### Task to complete
Transcribe the entries below without alteration.

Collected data
----------
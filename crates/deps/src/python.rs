//! Target interpreter version, derived from the base image tag or the
//! manifest's `requires-python`.

use std::fmt;

pub const DEFAULT_PYTHON: PythonVersion = PythonVersion { major: 3, minor: 12 };

#[derive(Debug, Clone, Copy, PartialEq, Eq, PartialOrd, Ord, Hash)]
pub struct PythonVersion {
    pub major: u32,
    pub minor: u32,
}

fn normalize_python_version(version_str: &str) -> Option<String> {
    let ver = version_str
        .trim()
        .trim_start_matches(">=")
        .trim_start_matches("==")
        .trim_start_matches('^')
        .trim_start_matches("~=")
        .trim_start_matches('~')
        .trim_start_matches("python")
        .trim()
        .split(|c: char| c == ',' || c.is_whitespace())
        .next()
        .unwrap_or_default()
        .split('.')
        .take(2)
        .collect::<Vec<_>>()
        .join(".");

    if !ver.is_empty() {
        Some(ver)
    } else {
        None
    }
}

impl PythonVersion {
    pub const fn new(major: u32, minor: u32) -> Self {
        Self { major, minor }
    }

    /// Parse `"3.12"`, `"3.12.4"` or `"3.12-slim"`.
    pub fn parse(raw: &str) -> Option<Self> {
        let numeric: String = raw
            .trim()
            .chars()
            .take_while(|c| c.is_ascii_digit() || *c == '.')
            .collect();
        let mut parts = numeric.split('.');
        let major = parts.next()?.parse().ok()?;
        let minor = parts.next()?.parse().ok()?;
        Some(Self { major, minor })
    }

    /// Version implied by an image tag such as `3.12-slim-bookworm`.
    pub fn from_image_tag(tag: &str) -> Option<Self> {
        Self::parse(tag)
    }

    /// Lower bound of a `requires-python` value such as `>=3.11`.
    pub fn from_requires_python(requires: &str) -> Option<Self> {
        normalize_python_version(requires).and_then(|v| Self::parse(&v))
    }

    /// Base image tag first, then `requires-python`, then the default.
    pub fn resolve(image_tag: &str, requires_python: Option<&str>) -> Self {
        Self::from_image_tag(image_tag)
            .or_else(|| requires_python.and_then(Self::from_requires_python))
            .unwrap_or(DEFAULT_PYTHON)
    }

    /// CPython wheel tag, e.g. `cp312`.
    pub fn cpython_tag(&self) -> String {
        format!("cp{}{}", self.major, self.minor)
    }

    /// Interpreter location in the official Python base images.
    pub fn interpreter_path(&self) -> String {
        format!("/usr/local/bin/python{}.{}", self.major, self.minor)
    }
}

impl Default for PythonVersion {
    fn default() -> Self {
        DEFAULT_PYTHON
    }
}

impl fmt::Display for PythonVersion {
    fn fmt(&self, f: &mut fmt::Formatter<'_>) -> fmt::Result {
        write!(f, "{}.{}", self.major, self.minor)
    }
}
----------
### Answer space
filename crates/deps/src/python.rs
//! Target interpreter version, derived from the base image tag or the
//! manifest's `requires-python`.

use std::fmt;

pub const DEFAULT_PYTHON: PythonVersion = PythonVersion { major: 3, minor: 12 };

#[derive(Debug, Clone, Copy, PartialEq, Eq, PartialOrd, Ord, Hash)]
pub struct PythonVersion {
    pub major: u32,
    pub minor: u32,
}

fn normalize_python_version(version_str: &str) -> Option<String> {
    let ver = version_str
        .trim()
        .trim_start_matches(">=")
        .trim_start_matches("==")
        .trim_start_matches('^')
        .trim_start_matches("~=")
        .trim_start_matches('~')
        .trim_start_matches("python")
        .trim()
        .split(|c: char| c == ',' || c.is_whitespace())
        .next()
        .unwrap_or_default()
        .split('.')
        .take(2)
        .collect::<Vec<_>>()
        .join(".");

    if !ver.is_empty() {
        Some(ver)
    } else {
        None
    }
}

impl PythonVersion {
    pub const fn new(major: u32, minor: u32) -> Self {
        Self { major, minor }
    }

    /// Parse `"3.12"`, `"3.12.4"` or `"3.12-slim"`.
    pub fn parse(raw: &str) -> Option<Self> {
        let numeric: String = raw
            .trim()
            .chars()
            .take_while(|c| c.is_ascii_digit() || *c == '.')
            .collect();
        let mut parts = numeric.split('.');
        let major = parts.next()?.parse().ok()?;
        let minor = parts.next()?.parse().ok()?;
        Some(Self { major, minor })
    }

    /// Version implied by an image tag such as `3.12-slim-bookworm`.
    pub fn from_image_tag(tag: &str) -> Option<Self> {
        Self::parse(tag)
    }

    /// Lower bound of a `requires-python` value such as `>=3.11`.
    pub fn from_requires_python(requires: &str) -> Option<Self> {
        normalize_python_version(requires).and_then(|v| Self::parse(&v))
    }

    /// Base image tag first, then `requires-python`, then the default.
    pub fn resolve(image_tag: &str, requires_python: Option<&str>) -> Self {
        Self::from_image_tag(image_tag)
            .or_else(|| requires_python.and_then(Self::from_requires_python))
            .unwrap_or(DEFAULT_PYTHON)
    }

    /// CPython wheel tag, e.g. `cp312`.
    pub fn cpython_tag(&self) -> String {
        format!("cp{}{}", self.major, self.minor)
    }

    /// Interpreter location in the official Python base images.
    pub fn interpreter_path(&self) -> String {
        format!("/usr/local/bin/python{}.{}", self.major, self.minor)
    }
}

impl Default for PythonVersion {
    fn default() -> Self {
        DEFAULT_PYTHON
    }
}

impl fmt::Display for PythonVersion {
    fn fmt(&self, f: &mut fmt::Formatter<'_>) -> fmt::Result {
        write!(f, "{}.{}", self.major, self.minor)
    }
}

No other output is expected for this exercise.